Sure, here’s a revised version of your text: "Alright, so we both attend the same university. I met her over a year ago, and after a few weeks of getting to know each other, I expressed my feelings for her. However, I soon found out that she was involved with someone else, so I decided to step back. A few months later, she was no longer in that relationship, and we began talking again, albeit intermittently. I made it clear that I was interested in her and wanted something more. I also stated that if she didn’t feel the same way, we should stop communicating altogether. She often responded by saying she wasn’t ready to think about love, which led me to cut contact.
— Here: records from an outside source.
//! Decoded micro-operation and address-generation request types.
//!
//! This module defines the signals the decoder exchanges with its
//! collaborators. It covers:
//! 1. **Micro-operations:** The operation tags handed to the backend lanes.
//! 2. **Backend requests:** One fully decoded instruction with operand slots.
//! 3. **Memory requests:** The address-generation parameters for loads/stores.
//! 4. **Scalar interface:** Issue and response records for the upstream core.

use crate::isa::vtype::{Lmul, Sew};

/// Operation tags for backend micro-operation requests.
#[derive(Clone, Copy, Debug, Default, PartialEq, Eq)]
pub enum MicroOp {
    /// Default value (integer add).
    #[default]
    Add,
    /// Integer subtract.
    Sub,
    /// Reverse subtract (scalar minus vector).
    Rsub,
    /// Unsigned minimum.
    Minu,
    /// Signed minimum.
    Min,
    /// Unsigned maximum.
    Maxu,
    /// Signed maximum.
    Max,
    /// Bitwise AND.
    And,
    /// Bitwise OR.
    Or,
    /// Bitwise XOR.
    Xor,
    /// Shift left logical.
    Sll,
    /// Shift right logical.
    Srl,
    /// Shift right arithmetic.
    Sra,
    /// Compare equal, mask result.
    Mseq,
    /// Compare not-equal, mask result.
    Msne,
    /// Compare less-than unsigned, mask result.
    Msltu,
    /// Compare less-than signed, mask result.
    Mslt,
    /// Compare less-or-equal unsigned, mask result.
    Msleu,
    /// Compare less-or-equal signed, mask result.
    Msle,
    /// Compare greater-than unsigned, mask result.
    Msgtu,
    /// Compare greater-than signed, mask result.
    Msgt,
    /// Slide elements up by an offset.
    SlideUp,
    /// Slide elements down by an offset (offset zero is a plain copy; the
    /// reshuffle protocol relies on this).
    SlideDown,
    /// Slide up by one with scalar fill.
    Slide1Up,
    /// Slide down by one with scalar fill.
    Slide1Down,
    /// Merge under mask, or move when unmasked.
    Merge,
    /// Integer multiply, low half.
    Mul,
    /// Signed multiply, high half.
    Mulh,
    /// Unsigned multiply, high half.
    Mulhu,
    /// Signed-unsigned multiply, high half.
    Mulhsu,
    /// Multiply-add overwriting the multiplicand.
    Madd,
    /// Negated multiply-subtract.
    Nmsub,
    /// Multiply-accumulate.
    Macc,
    /// Negated multiply-accumulate.
    Nmsac,
    /// Zero extension from a narrower source width.
    Zext,
    /// Sign extension from a narrower source width.
    Sext,
    /// Mask AND-NOT.
    Mandn,
    /// Mask AND.
    Mand,
    /// Mask OR.
    Mor,
    /// Mask XOR.
    Mxor,
    /// Mask OR-NOT.
    Morn,
    /// Mask NAND.
    Mnand,
    /// Mask NOR.
    Mnor,
    /// Mask XNOR.
    Mxnor,
    /// Widening unsigned add.
    Waddu,
    /// Widening signed add.
    Wadd,
    /// Widening unsigned subtract.
    Wsubu,
    /// Widening signed subtract.
    Wsub,
    /// Widening unsigned multiply.
    Wmulu,
    /// Widening signed-unsigned multiply.
    Wmulsu,
    /// Widening signed multiply.
    Wmul,
    /// Widening unsigned multiply-accumulate.
    Wmaccu,
    /// Widening signed multiply-accumulate.
    Wmacc,
    /// Widening unsigned-signed multiply-accumulate.
    Wmaccus,
    /// Widening signed-unsigned multiply-accumulate.
    Wmaccsu,
    /// Floating-point add.
    FAdd,
    /// Floating-point subtract.
    FSub,
    /// Floating-point reverse subtract.
    FRsub,
    /// Floating-point minimum.
    FMin,
    /// Floating-point maximum.
    FMax,
    /// Floating-point sign injection.
    FSgnj,
    /// Floating-point sign injection, negated.
    FSgnjn,
    /// Floating-point sign injection, XOR.
    FSgnjx,
    /// Floating-point merge/move.
    FMerge,
    /// Floating-point divide.
    FDiv,
    /// Floating-point reverse divide.
    FRdiv,
    /// Floating-point multiply.
    FMul,
    /// Fused multiply-add overwriting the multiplicand.
    FMadd,
    /// Negated fused multiply-add.
    FNmadd,
    /// Fused multiply-subtract.
    FMsub,
    /// Negated fused multiply-subtract.
    FNmsub,
    /// Fused multiply-accumulate.
    FMacc,
    /// Negated fused multiply-accumulate.
    FNmacc,
    /// Fused multiply-subtract-accumulate.
    FMsac,
    /// Negated fused multiply-subtract-accumulate.
    FNmsac,
    /// Floating-point compare equal, mask result.
    Mfeq,
    /// Floating-point compare less-or-equal, mask result.
    Mfle,
    /// Floating-point compare less-than, mask result.
    Mflt,
    /// Floating-point compare not-equal, mask result.
    Mfne,
    /// Floating-point compare greater-than, mask result.
    Mfgt,
    /// Floating-point compare greater-or-equal, mask result.
    Mfge,
    /// Convert float to unsigned integer.
    FCvtFToXu,
    /// Convert float to signed integer.
    FCvtFToX,
    /// Convert unsigned integer to float.
    FCvtXuToF,
    /// Convert signed integer to float.
    FCvtXToF,
    /// Widening float-to-float conversion.
    FCvtWiden,
    /// Narrowing float-to-float conversion.
    FCvtNarrow,
    /// Widening floating-point add.
    FWadd,
    /// Widening floating-point subtract.
    FWsub,
    /// Widening floating-point multiply.
    FWmul,
    /// Widening fused multiply-accumulate.
    FWmacc,
    /// Widening negated fused multiply-accumulate.
    FWnmacc,
    /// Widening fused multiply-subtract-accumulate.
    FWmsac,
    /// Widening negated fused multiply-subtract-accumulate.
    FWnmsac,
    /// Vector load.
    Load,
    /// Vector store.
    Store,
}

/// One operand slot of a backend request.
#[derive(Clone, Copy, Debug, Default, PartialEq, Eq)]
pub struct Operand {
    /// Register index (0..31).
    pub reg: u8,
    /// Whether this slot participates in the operation.
    pub used: bool,
    /// Effective element width for this operand.
    pub sew: Sew,
}

impl Operand {
    /// An active operand slot.
    pub fn active(reg: u8, sew: Sew) -> Self {
        Self {
            reg,
            used: true,
            sew,
        }
    }
}

/// One decoded micro-operation, constructed fresh each decode step and
/// handed to the backend as soon as it is valid.
#[derive(Clone, Debug, Default, PartialEq, Eq)]
pub struct BackendRequest {
    /// Operation tag.
    pub op: MicroOp,
    /// Destination register slot.
    pub vd: Operand,
    /// First vector source slot (the rs1 position).
    pub vs1: Operand,
    /// Second vector source slot.
    pub vs2: Operand,
    /// Immediate or scalar register operand value.
    pub scalar: u64,
    /// Whether the operation is executed under the v0 mask.
    pub masked: bool,
    /// Effective group multiplier of the destination.
    pub emul: Lmul,
    /// Effective element count for this operation.
    pub evl: u64,
    /// Whether the backend must swap vs2 and the vs1/scalar operand.
    pub swap_operands: bool,
    /// Whether the destination register is read as an extra source before
    /// being overwritten (multiply-accumulate family).
    pub vd_is_source: bool,
    /// In-flight instruction tag.
    pub tag: u8,
}

/// Transfer direction of a memory operation.
#[derive(Clone, Copy, Debug, Default, PartialEq, Eq)]
pub enum Direction {
    /// Memory to register file.
    #[default]
    Load,
    /// Register file to memory.
    Store,
}

/// Addressing mode of a memory request.
#[derive(Clone, Copy, Debug, Default, PartialEq, Eq)]
pub enum AddressMode {
    /// Contiguous, one element after another.
    #[default]
    Unit,
    /// Constant byte stride between consecutive elements.
    Strided,
    /// Per-element byte offsets from the base address; the offsets come from
    /// an index register group read by the lanes, so the issuer fills
    /// [`MemRequest::offsets`] before the request reaches address generation.
    Indexed,
}

/// Address-generation parameters for one vector load or store.
#[derive(Clone, Debug, Default, PartialEq, Eq)]
pub struct MemRequest {
    /// Base byte address.
    pub base: u64,
    /// Number of elements to transfer.
    pub elements: u64,
    /// Byte stride between elements; equals the element size for
    /// unit-stride requests.
    pub stride: i64,
    /// Effective element width.
    pub sew: Sew,
    /// Transfer direction.
    pub dir: Direction,
    /// Addressing mode.
    pub mode: AddressMode,
    /// Whether contiguous multi-beat bursts may be used; only unit-stride
    /// requests qualify.
    pub burst_eligible: bool,
    /// Per-element byte offsets for [`AddressMode::Indexed`]; empty for the
    /// other modes.
    pub offsets: Vec<u64>,
    /// Tag of the originating instruction.
    pub tag: u8,
}

/// One instruction presented by the scalar core, with its operand values.
#[derive(Clone, Copy, Debug, PartialEq, Eq)]
pub struct Issue {
    /// Encoded instruction word.
    pub inst: u32,
    /// Value of the scalar register in the rs1 position.
    pub rs1: u64,
    /// Value of the scalar register in the rs2 position.
    pub rs2: u64,
    /// Tag identifying this instruction while in flight.
    pub tag: u8,
}

/// Signals sampled from the backend each decode step.
#[derive(Clone, Copy, Debug, Default, PartialEq, Eq)]
pub struct BackendSignals {
    /// All backend lanes drained.
    pub idle: bool,
    /// Backend accepts the request presented this step.
    pub accept: bool,
    /// Error flag accompanying a completion pulse.
    pub error: bool,
    /// A pending load finished this step.
    pub load_complete: bool,
    /// A pending store finished this step.
    pub store_complete: bool,
    /// OR-reduced floating-point exception flags from the lanes.
    pub fflags: u8,
}

/// Response returned to the scalar core.
#[derive(Clone, Copy, Debug, Default, PartialEq, Eq)]
pub struct Response {
    /// Result value (new `vl` for configuration instructions, zero
    /// otherwise).
    pub value: u64,
    /// A pending load/store completed.
    pub mem_complete: bool,
    /// The instruction failed (illegal encoding or backend error).
    pub error: bool,
    /// Raw floating-point exception flags.
    pub fflags: u8,
}

/// Everything one decode step produces.
#[derive(Clone, Debug, Default, PartialEq, Eq)]
pub struct StepOutput {
    /// The presented instruction was consumed this step; the scalar core
    /// may advance. When false the same instruction must be presented again.
    pub accepted: bool,
    /// Scalar-core response, when one is due this step.
    pub response: Option<Response>,
    /// Backend micro-operation request emitted this step.
    pub request: Option<BackendRequest>,
    /// Address-generation request for loads/stores.
    pub mem_request: Option<MemRequest>,
}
When the semester ended, I didn’t reach out. But on the first day back at university, she messaged me wanting to see me. I agreed, and we hung out until it was time for our lectures. Later that day, she texted me saying that meeting up was wrong, as I had previously suggested we should stop talking. I responded that I wasn’t sure what to think. We continued texting, and she mentioned that she had been thinking about me a lot, even having a dream about me. She told her mom about me as well but then added that she wasn't certain if it was love. She said that if I were to propose to her in a few years, she wouldn't refuse, but she also mentioned that if someone else good came along before me, she might accept their proposal. (It's worth noting that we both have strong religious beliefs, which is why marriage is part of the conversation.) I’m really confused about what she wants. I'm quite mature in my approach, but she seems unsure, and that indecisiveness frustrates me. I genuinely like her and can envision a future with her, but it seems like she doesn’t share that same level of commitment. What do you think? What would you do in my situation? TL;DR: A girl says she’s been thinking about me a lot, finds me attractive, told her mom about me, and dreams about me, but she’s uncertain about her feelings and whether she wants to be with me."


adammadelyn • 24d ago
Talk openly with her! Clear communication can help you both understand each other better.
harperryan • 24d ago
It sounds like she’s uncertain about her feelings. Maybe give her space, then check in later?
saturn422 • 24d ago
It sounds like she’s really conflicted about her feelings. Give her some space to sort things out. Keep communicating openly, but focus on building a friendship for now. Let her know you’re interested without putting pressure on her. If she truly likes you, she’ll come around when she's ready!
rogueskyblade58 • 24d ago
It sounds like she enjoys your company but is grappling with her feelings and commitment levels. Her mixed signals indicate uncertainty, which can be frustrating. If you genuinely like her, consider giving her space while being open about your feelings. A clear, honest conversation might help you both understand where you stand.
seeker520 • 24d ago
Based on your situation, are you looking for advice on how to communicate your feelings to her again, or do you want to know whether it’s worth pursuing her further?
orbitblizzard95 • 24d ago
It sounds like she's genuinely interested but grappling with her feelings and commitment. Her mixed signals indicate uncertainty, likely stemming from her past relationship or fear of moving too fast. Open communication is key; express your feelings but also clarify your relationship expectations. Be patient but prioritize your own emotional well-being.
jonathanhawk • 24d ago
What do you think her mixed signals indicate about her feelings for you?
shockmars62 • 24d ago
What do you think she means when she says she’s been thinking about you but isn't ready for a relationship?
orbit360 • 24d ago
What do you think her mixed signals mean for your potential relationship?
owenrebel • 24d ago
It sounds like you're in a tough spot! Mixed signals can be really confusing. It's great that you’ve communicated your feelings clearly. Right now, it might help to give her some space to sort out her feelings. Focus on yourself and your interests. If she reaches out again, you can gently express that you need clarity on her intentions before proceeding. Remember, you deserve someone who’s excited to be with you! Stay open to whatever comes next.